Под шагом ночи с тихим хрустом гнётся
Из хрупких льдинок возведённый мост.
Волшебный мост, где вместе быль и небыль,
Вдруг превратился в чёткий монолит,
И засветился от земли до неба
Пролетами взволнованных молитв.
Ночь так легка! И тонкий путь не рухнет,
Пройдут здесь час за часом чередом.
И бледный свет январских звёзд потухнет
Над слившимся из слов любви мостом.
Увидев эти шаткие помосты,
Всевышний не забудет нас – сирот.
И утром замерзающие звёзды
В рождественское солнце соберёт.
Закутав всё – не видно лиц,
Приняв по сто для счастья полного,
Торговки отгоняют птиц
От жареных семян подсолнуха.
Разбой отчаянных пичуг
Пытаются пресечь в зародыше.
А под кустом, устав от вьюг,
Затих нахохленный воробушек.
Когда в желудке пустота,
На сердце холод, всё, что пройдено, -
Бессмысленная суета,
И не мила ни жизнь, ни родина.
Возьму в ладони воробья,
Согрею пёрышки дыханием.
Что мне визгливый крик бабья?
Что мне торговок беснование?
В кармане несколько монет,
Стакан до верху наполняется.
Куплю и высыплю на снег…
И жизнь на свете продолжается.
Под зимним небом, дымчатым и хмурым,
Шум и движенье с самого утра.
Рождаются чудесные фигуры
Сквозь вой пилы и стуки топора.
Здесь изо льда и снега строят сказку.
Столпились, ожидая, малыши…
Им верится: жизнь – книжечка-раскраска,
Смелее выбирай карандаши!
Сам Дед Мороз сюда на помощь прибыл!..
И до того с утра мороз окреп,
Что пышут паром ледяные глыбы,
Как будто свежевыпеченный хлеб.
Я помню с детства: мы проснулись рано,
И мама, утро принеся в бидоне,
Льёт мне и брату молоко в стаканы.
И белый свет течёт с её ладоней!
Мир повзрослел.
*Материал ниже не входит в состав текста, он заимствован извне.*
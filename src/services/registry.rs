//! Test registry: owns test and variant definitions and their lifecycle
//! state, and enforces the creation/update/delete invariants.

use std::sync::Arc;
use tracing::info;
use uuid::Uuid;

use crate::domain::errors::{EngineError, EngineResult};
use crate::domain::models::{AbTest, TestDefinition, TestPatch, TestStatus};
use crate::domain::ports::{EventRepository, TestFilter, TestRepository, TestWithVariants};

pub struct TestRegistry<T: TestRepository, E: EventRepository> {
    test_repo: Arc<T>,
    event_repo: Arc<E>,
}

impl<T: TestRepository, E: EventRepository> TestRegistry<T, E> {
    pub fn new(test_repo: Arc<T>, event_repo: Arc<E>) -> Self {
        Self { test_repo, event_repo }
    }

    /// Create a new draft test from a validated definition.
    pub async fn create_test(&self, definition: &TestDefinition) -> EngineResult<TestWithVariants> {
        definition.validate()?;

        let mut test = definition.test.clone();
        test.status = TestStatus::Draft;
        let variants = definition.build_variants();

        self.test_repo.create(&test, &variants).await?;
        info!(test_id = %test.id, name = %test.name, "created draft test");

        Ok(TestWithVariants { test, variants })
    }

    pub async fn get_test(&self, id: Uuid) -> EngineResult<TestWithVariants> {
        self.test_repo
            .get_with_variants(id)
            .await?
            .ok_or_else(|| EngineError::test_not_found(id))
    }

    /// Running tests with their full variant lists. The one operation with
    /// no caller authorization requirement: client-side assignment depends
    /// on it.
    pub async fn list_active_tests(&self) -> EngineResult<Vec<TestWithVariants>> {
        self.test_repo.list_active().await
    }

    pub async fn list_tests(&self, filter: TestFilter) -> EngineResult<Vec<AbTest>> {
        self.test_repo.list(filter).await
    }

    /// Apply a partial update.
    ///
    /// While draft everything may change, including a full variant-set
    /// replacement. Post-draft, structural edits are rejected, and the
    /// evaluation parameters may only change while no events exist yet.
    pub async fn update_test(&self, id: Uuid, patch: TestPatch) -> EngineResult<TestWithVariants> {
        let mut current = self.get_test(id).await?;
        let is_draft = current.test.status == TestStatus::Draft;

        if !is_draft && patch.is_structural() {
            return Err(EngineError::InvalidTransition {
                from: current.test.status.as_str().to_string(),
                to: current.test.status.as_str().to_string(),
                reason: "structural edits are only permitted while the test is in draft".to_string(),
            });
        }

        if !is_draft && patch.touches_evaluation() {
            let events = self.event_repo.count_for_test(id).await?;
            if events > 0 {
                return Err(EngineError::InvalidTransition {
                    from: current.test.status.as_str().to_string(),
                    to: current.test.status.as_str().to_string(),
                    reason: "evaluation parameters are frozen once events have been recorded"
                        .to_string(),
                });
            }
        }

        if let Some(name) = patch.name {
            current.test.name = name;
        }
        if let Some(description) = patch.description {
            current.test.description = description;
        }
        if let Some(selector) = patch.element_selector {
            current.test.element_selector = selector;
        }
        if let Some(goal_type) = patch.goal_type {
            current.test.goal_type = goal_type;
        }
        if let Some(goal_selector) = patch.goal_selector {
            current.test.goal_selector = goal_selector;
        }
        if let Some(size) = patch.min_sample_size {
            current.test.min_sample_size = size;
        }
        if let Some(level) = patch.confidence_level {
            current.test.confidence_level = level;
        }

        // Status changes go through the state machine like any other
        // transition request.
        if let Some(status) = patch.status {
            if status != current.test.status {
                current.test.transition_to(status)?;
            }
        }

        let replacement = match patch.variants {
            Some(definitions) => {
                let definition = TestDefinition {
                    test: current.test.clone(),
                    variants: definitions,
                };
                definition.validate()?;
                Some(definition.build_variants())
            }
            None => {
                current.test.validate()?;
                None
            }
        };

        current.test.updated_at = chrono::Utc::now();
        self.test_repo.update(&current.test).await?;

        if let Some(variants) = replacement {
            self.test_repo.replace_variants(id, &variants).await?;
            current.variants = variants;
        }

        info!(test_id = %id, "updated test");
        Ok(current)
    }

    /// Delete a test and (by cascade) its variants. Refused while any
    /// impression or conversion references it, so historical analytics are
    /// never orphaned.
    pub async fn delete_test(&self, id: Uuid) -> EngineResult<()> {
        // Existence check first so unknown ids surface as NotFound.
        let _ = self.get_test(id).await?;

        let events = self.event_repo.count_for_test(id).await?;
        if events > 0 {
            return Err(EngineError::Conflict(format!(
                "test {id} has {events} recorded event(s); tests with events cannot be deleted"
            )));
        }

        self.test_repo.delete(id).await?;
        info!(test_id = %id, "deleted test");
        Ok(())
    }
}
//! Embedded schema migrations.
//!
//! Applied versions are tracked in a `schema_migrations` table so reruns are
//! no-ops. Each migration applies its SQL and records its version inside one
//! transaction.

use sqlx::SqlitePool;
use thiserror::Error;

#[derive(Debug, Error)]
pub enum MigrationError {
    #[error("Migration {version} failed: {source}")]
    Apply {
        version: i64,
        #[source]
        source: sqlx::Error,
    },
    #[error("Could not read schema version: {0}")]
    Version(#[source] sqlx::Error),
}

#[derive(Debug, Clone, Copy)]
pub struct Migration {
    pub version: i64,
    pub description: &'static str,
    pub sql: &'static str,
}

/// The full embedded migration set, in version order.
pub fn embedded_migrations() -> Vec<Migration> {
    vec![Migration {
        version: 1,
        description: "tests, variants, and the event log",
        sql: include_str!("../../../migrations/001_initial_schema.sql"),
    }]
}

pub struct Migrator {
    pool: SqlitePool,
}

impl Migrator {
    pub fn new(pool: SqlitePool) -> Self {
        Self { pool }
    }

    /// Apply every embedded migration newer than the recorded version and
    /// return how many ran.
    pub async fn run(&self) -> Result<usize, MigrationError> {
        sqlx::query(
            "CREATE TABLE IF NOT EXISTS schema_migrations (
                version INTEGER PRIMARY KEY,
                description TEXT,
                applied_at TEXT NOT NULL DEFAULT (datetime('now'))
            )",
        )
        .execute(&self.pool)
        .await
        .map_err(MigrationError::Version)?;

        let current = self.current_version().await?;
        let mut applied = 0;
        for migration in embedded_migrations() {
            if migration.version > current {
                self.apply(migration).await?;
                applied += 1;
            }
        }
        Ok(applied)
    }

    pub async fn current_version(&self) -> Result<i64, MigrationError> {
        let (version,): (i64,) =
            sqlx::query_as("SELECT COALESCE(MAX(version), 0) FROM schema_migrations")
                .fetch_one(&self.pool)
                .await
                .map_err(MigrationError::Version)?;
        Ok(version)
    }

    async fn apply(&self, migration: Migration) -> Result<(), MigrationError> {
        let version = migration.version;
        let fail = move |source| MigrationError::Apply { version, source };

        let mut tx = self.pool.begin().await.map_err(fail)?;
        sqlx::raw_sql(migration.sql)
            .execute(&mut *tx)
            .await
            .map_err(fail)?;
        sqlx::query("INSERT INTO schema_migrations (version, description) VALUES (?, ?)")
            .bind(migration.version)
            .bind(migration.description)
            .execute(&mut *tx)
            .await
            .map_err(fail)?;
        tx.commit().await.map_err(fail)
    }
}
Но и дорогу к храму,
Прожив полжизни, я почти не знаю…
И очень редко обнимаю маму,
Немногим чаще говорю: «Родная!»
А жизнь идёт. С ладоней мамы силы,
Как голуби, взлетают в поднебесье…
И я боюсь, что над её могилой
Внезапно потеряю равновесье.
Но что бы ни случилось впредь со мною,
Беда в каком бы ни настигла месте,
Всегда я буду знать, что за спиною
Рукою мамы вычерченный крестик.
И пусть судьба по льдам бездушья гонит,
И пусть с годами всё трудней согреться,
Я чувствую, как мамины ладони
Теплом и светом заливают сердце.
Длиннее ночи – больше темноты
Не только в мире, а внутри, на сердце.
Вдали бледнеют пятна бересты,
Как тусклые иконы староверцев.
Жизнь в темноте. Ноябрьский полумрак -
Ни бель снегов и ни сиянье лета.
Лишь на заре порадует овраг,
По склонам в блёстки инея одетый.
Но знаю точно: дом мой – самолет,
Один такой – летающий – в деревне.
Что я колдун, здесь шепчется народ,
Колдун? Пусть так, лететь бы мне к царевне!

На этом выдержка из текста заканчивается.